» **Exercise aim**:
The following data has a line with "repository 7a7602d84c2fc024" and a line with "A capability string". Write out exactly those lines and all the lines between them.

[Dataset entries]

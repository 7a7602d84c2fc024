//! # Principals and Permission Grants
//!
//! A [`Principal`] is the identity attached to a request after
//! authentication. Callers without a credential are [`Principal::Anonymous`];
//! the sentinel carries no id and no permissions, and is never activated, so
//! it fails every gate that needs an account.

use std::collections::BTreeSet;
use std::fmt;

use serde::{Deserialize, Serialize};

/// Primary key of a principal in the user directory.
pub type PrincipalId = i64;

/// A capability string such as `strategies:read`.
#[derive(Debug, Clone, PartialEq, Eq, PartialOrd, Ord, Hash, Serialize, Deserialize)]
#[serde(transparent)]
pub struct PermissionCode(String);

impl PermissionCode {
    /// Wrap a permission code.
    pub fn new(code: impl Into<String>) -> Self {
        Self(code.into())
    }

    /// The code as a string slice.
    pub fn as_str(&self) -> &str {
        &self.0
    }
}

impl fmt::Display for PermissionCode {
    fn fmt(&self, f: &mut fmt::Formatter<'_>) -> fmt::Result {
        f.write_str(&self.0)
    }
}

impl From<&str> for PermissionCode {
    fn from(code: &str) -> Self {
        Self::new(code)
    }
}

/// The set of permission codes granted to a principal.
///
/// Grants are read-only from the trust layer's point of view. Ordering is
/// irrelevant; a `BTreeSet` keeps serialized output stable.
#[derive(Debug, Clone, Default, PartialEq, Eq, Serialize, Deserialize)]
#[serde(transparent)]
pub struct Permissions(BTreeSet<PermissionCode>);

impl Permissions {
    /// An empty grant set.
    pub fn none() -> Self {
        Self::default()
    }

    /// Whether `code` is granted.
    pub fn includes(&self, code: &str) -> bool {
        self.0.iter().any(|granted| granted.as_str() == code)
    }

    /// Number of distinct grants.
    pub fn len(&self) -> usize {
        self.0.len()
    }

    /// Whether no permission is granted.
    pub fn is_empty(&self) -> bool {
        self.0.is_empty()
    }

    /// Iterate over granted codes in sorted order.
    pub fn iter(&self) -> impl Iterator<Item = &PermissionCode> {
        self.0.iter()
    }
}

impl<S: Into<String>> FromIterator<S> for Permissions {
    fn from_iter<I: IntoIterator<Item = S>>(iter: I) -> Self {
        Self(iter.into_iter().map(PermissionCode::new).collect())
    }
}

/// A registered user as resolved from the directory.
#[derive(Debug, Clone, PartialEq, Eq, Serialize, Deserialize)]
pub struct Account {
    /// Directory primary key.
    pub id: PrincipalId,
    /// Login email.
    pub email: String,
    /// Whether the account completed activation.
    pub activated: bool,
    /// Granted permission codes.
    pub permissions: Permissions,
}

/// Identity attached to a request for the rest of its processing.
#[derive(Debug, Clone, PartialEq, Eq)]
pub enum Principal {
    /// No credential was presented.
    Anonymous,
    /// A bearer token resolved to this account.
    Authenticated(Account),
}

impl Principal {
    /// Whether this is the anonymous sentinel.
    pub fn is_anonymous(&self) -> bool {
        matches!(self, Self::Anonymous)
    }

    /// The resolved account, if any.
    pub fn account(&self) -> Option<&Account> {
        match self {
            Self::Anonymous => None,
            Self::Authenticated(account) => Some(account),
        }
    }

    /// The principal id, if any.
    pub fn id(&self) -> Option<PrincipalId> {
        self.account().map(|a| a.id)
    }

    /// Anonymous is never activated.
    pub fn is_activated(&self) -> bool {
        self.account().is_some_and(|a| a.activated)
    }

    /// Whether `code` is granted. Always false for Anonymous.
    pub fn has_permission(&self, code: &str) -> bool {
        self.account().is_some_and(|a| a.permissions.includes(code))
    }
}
--
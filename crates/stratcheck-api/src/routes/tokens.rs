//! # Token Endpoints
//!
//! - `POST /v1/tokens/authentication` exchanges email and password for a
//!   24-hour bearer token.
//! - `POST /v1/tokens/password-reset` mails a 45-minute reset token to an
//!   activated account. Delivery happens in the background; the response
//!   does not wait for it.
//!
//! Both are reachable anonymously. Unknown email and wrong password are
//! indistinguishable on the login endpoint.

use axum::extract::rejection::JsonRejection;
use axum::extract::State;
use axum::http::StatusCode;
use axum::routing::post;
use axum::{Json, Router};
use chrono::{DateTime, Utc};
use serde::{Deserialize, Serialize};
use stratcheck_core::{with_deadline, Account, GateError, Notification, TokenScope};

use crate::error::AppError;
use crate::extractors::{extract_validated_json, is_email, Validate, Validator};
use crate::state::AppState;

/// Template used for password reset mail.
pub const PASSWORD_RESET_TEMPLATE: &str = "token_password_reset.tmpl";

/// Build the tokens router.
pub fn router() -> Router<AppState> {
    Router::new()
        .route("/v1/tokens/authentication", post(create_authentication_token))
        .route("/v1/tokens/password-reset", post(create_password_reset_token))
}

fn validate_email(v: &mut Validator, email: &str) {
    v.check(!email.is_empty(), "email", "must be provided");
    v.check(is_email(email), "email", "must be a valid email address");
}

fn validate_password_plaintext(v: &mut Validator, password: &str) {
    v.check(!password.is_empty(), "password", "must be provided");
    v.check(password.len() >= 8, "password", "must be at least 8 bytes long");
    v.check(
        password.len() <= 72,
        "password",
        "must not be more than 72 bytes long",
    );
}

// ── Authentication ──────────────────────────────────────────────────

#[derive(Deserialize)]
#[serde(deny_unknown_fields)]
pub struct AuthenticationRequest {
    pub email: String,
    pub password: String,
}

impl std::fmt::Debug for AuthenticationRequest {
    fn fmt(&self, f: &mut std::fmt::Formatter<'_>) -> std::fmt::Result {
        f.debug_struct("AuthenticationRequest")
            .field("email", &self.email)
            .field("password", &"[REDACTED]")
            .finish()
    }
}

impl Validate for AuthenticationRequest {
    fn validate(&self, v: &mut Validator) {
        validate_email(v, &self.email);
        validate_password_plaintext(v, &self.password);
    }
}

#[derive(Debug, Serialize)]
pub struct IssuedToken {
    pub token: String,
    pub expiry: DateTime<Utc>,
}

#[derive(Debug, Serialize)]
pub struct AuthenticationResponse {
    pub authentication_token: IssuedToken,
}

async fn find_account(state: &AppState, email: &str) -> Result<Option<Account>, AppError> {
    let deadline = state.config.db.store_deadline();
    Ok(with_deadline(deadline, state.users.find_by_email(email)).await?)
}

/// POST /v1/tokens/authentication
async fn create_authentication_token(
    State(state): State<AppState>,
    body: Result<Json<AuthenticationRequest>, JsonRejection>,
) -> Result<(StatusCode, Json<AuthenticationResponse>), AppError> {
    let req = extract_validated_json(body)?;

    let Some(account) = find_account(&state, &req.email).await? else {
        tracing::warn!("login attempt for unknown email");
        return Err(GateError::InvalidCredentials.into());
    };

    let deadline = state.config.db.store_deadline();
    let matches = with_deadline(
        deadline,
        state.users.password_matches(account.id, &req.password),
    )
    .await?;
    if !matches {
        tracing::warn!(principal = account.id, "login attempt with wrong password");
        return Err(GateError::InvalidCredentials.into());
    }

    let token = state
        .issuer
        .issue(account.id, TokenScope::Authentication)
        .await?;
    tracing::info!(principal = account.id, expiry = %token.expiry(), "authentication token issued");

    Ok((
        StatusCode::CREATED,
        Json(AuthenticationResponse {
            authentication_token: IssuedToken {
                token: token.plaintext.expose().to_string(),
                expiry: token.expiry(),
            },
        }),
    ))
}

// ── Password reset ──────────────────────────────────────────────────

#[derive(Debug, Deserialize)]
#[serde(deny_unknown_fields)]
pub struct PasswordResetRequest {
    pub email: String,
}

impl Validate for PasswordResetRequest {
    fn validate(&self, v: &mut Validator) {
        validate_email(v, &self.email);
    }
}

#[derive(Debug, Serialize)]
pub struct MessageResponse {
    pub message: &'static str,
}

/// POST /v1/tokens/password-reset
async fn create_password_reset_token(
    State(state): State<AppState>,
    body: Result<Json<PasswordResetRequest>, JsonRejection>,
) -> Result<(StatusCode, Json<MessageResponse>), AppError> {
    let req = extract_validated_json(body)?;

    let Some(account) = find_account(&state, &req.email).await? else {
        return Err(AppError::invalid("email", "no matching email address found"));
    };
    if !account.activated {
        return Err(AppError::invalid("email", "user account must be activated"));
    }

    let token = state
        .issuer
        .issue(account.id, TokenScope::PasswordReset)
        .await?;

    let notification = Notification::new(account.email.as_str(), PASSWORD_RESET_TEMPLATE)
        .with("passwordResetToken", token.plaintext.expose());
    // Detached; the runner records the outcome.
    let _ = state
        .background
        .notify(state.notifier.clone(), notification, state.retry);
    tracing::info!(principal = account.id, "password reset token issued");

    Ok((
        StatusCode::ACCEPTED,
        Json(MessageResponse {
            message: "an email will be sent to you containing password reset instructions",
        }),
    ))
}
* * *
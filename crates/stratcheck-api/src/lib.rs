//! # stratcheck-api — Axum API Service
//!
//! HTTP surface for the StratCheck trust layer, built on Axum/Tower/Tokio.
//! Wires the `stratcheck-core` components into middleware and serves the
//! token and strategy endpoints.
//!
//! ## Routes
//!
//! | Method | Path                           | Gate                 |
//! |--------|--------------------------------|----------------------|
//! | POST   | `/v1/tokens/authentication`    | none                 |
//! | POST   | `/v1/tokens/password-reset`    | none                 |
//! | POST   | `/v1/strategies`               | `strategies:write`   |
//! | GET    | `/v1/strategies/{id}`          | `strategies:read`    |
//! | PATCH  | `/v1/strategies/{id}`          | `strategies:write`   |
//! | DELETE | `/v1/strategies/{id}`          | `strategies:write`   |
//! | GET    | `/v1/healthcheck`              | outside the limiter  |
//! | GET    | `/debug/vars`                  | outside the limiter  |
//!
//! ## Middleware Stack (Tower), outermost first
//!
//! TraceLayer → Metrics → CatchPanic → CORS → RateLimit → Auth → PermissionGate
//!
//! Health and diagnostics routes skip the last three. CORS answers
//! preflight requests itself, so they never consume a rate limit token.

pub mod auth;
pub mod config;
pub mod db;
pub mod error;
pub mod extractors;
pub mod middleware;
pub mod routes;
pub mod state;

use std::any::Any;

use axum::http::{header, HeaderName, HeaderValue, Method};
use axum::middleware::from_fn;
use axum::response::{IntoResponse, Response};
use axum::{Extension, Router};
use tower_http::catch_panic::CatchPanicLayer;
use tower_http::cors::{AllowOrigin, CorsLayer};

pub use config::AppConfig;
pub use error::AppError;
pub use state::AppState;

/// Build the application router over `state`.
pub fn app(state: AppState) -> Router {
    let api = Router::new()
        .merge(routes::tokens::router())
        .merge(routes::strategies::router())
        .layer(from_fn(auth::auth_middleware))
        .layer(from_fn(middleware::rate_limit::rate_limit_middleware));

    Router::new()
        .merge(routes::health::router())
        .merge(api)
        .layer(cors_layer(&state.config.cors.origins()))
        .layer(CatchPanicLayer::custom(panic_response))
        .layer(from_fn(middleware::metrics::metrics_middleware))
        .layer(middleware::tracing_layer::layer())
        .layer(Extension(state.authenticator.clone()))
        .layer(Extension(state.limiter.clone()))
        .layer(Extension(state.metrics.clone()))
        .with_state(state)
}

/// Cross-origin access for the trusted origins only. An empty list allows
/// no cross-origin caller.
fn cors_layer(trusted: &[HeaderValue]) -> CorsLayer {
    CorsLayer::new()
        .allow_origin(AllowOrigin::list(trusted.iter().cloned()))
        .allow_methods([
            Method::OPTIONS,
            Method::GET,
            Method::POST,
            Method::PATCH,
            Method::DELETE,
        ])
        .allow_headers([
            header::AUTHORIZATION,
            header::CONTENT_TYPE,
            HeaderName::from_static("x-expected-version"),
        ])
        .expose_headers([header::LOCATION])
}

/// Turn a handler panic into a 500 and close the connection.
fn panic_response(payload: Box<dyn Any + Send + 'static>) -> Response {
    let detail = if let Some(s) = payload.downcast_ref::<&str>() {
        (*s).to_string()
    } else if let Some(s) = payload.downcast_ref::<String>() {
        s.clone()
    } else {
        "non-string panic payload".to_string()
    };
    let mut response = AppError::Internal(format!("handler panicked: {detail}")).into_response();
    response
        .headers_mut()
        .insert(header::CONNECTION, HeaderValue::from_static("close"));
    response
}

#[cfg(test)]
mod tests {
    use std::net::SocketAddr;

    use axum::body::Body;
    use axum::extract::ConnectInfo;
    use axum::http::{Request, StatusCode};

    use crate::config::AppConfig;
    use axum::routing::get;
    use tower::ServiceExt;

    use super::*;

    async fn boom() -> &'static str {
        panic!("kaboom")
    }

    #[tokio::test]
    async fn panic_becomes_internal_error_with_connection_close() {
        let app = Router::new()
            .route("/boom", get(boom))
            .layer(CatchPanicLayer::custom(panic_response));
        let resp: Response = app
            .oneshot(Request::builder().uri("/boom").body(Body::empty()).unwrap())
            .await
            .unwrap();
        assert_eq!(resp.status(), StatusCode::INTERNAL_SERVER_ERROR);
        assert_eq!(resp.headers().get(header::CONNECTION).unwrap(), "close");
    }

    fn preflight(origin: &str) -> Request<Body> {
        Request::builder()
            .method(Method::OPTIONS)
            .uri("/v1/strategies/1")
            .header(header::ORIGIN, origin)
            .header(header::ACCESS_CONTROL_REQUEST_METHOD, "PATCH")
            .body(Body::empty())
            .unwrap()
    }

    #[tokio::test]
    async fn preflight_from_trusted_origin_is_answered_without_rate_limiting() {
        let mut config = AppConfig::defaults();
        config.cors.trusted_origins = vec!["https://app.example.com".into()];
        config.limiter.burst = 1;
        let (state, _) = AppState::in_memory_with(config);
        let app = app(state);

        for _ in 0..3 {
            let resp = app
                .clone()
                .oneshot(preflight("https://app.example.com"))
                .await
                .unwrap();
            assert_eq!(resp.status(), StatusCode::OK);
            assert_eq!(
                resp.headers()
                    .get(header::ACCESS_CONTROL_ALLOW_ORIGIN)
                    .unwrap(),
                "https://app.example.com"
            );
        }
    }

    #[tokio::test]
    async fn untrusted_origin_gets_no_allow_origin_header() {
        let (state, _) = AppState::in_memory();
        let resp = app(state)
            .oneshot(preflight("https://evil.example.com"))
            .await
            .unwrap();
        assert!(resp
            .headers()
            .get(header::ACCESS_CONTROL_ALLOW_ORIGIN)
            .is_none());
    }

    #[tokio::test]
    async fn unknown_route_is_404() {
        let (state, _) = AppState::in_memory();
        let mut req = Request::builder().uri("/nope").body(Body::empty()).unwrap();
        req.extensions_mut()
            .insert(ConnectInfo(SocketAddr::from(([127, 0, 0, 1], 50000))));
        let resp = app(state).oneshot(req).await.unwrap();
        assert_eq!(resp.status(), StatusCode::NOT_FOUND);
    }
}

» **Exercise output**:
repository 7a7602d84c2fc024
//! # Principals and Permission Grants
//!
//! A [`Principal`] is the identity attached to a request after
//! authentication. Callers without a credential are [`Principal::Anonymous`];
//! the sentinel carries no id and no permissions, and is never activated, so
//! it fails every gate that needs an account.

use std::collections::BTreeSet;
use std::fmt;

use serde::{Deserialize, Serialize};

/// Primary key of a principal in the user directory.
pub type PrincipalId = i64;

/// A capability string such as `strategies:read`.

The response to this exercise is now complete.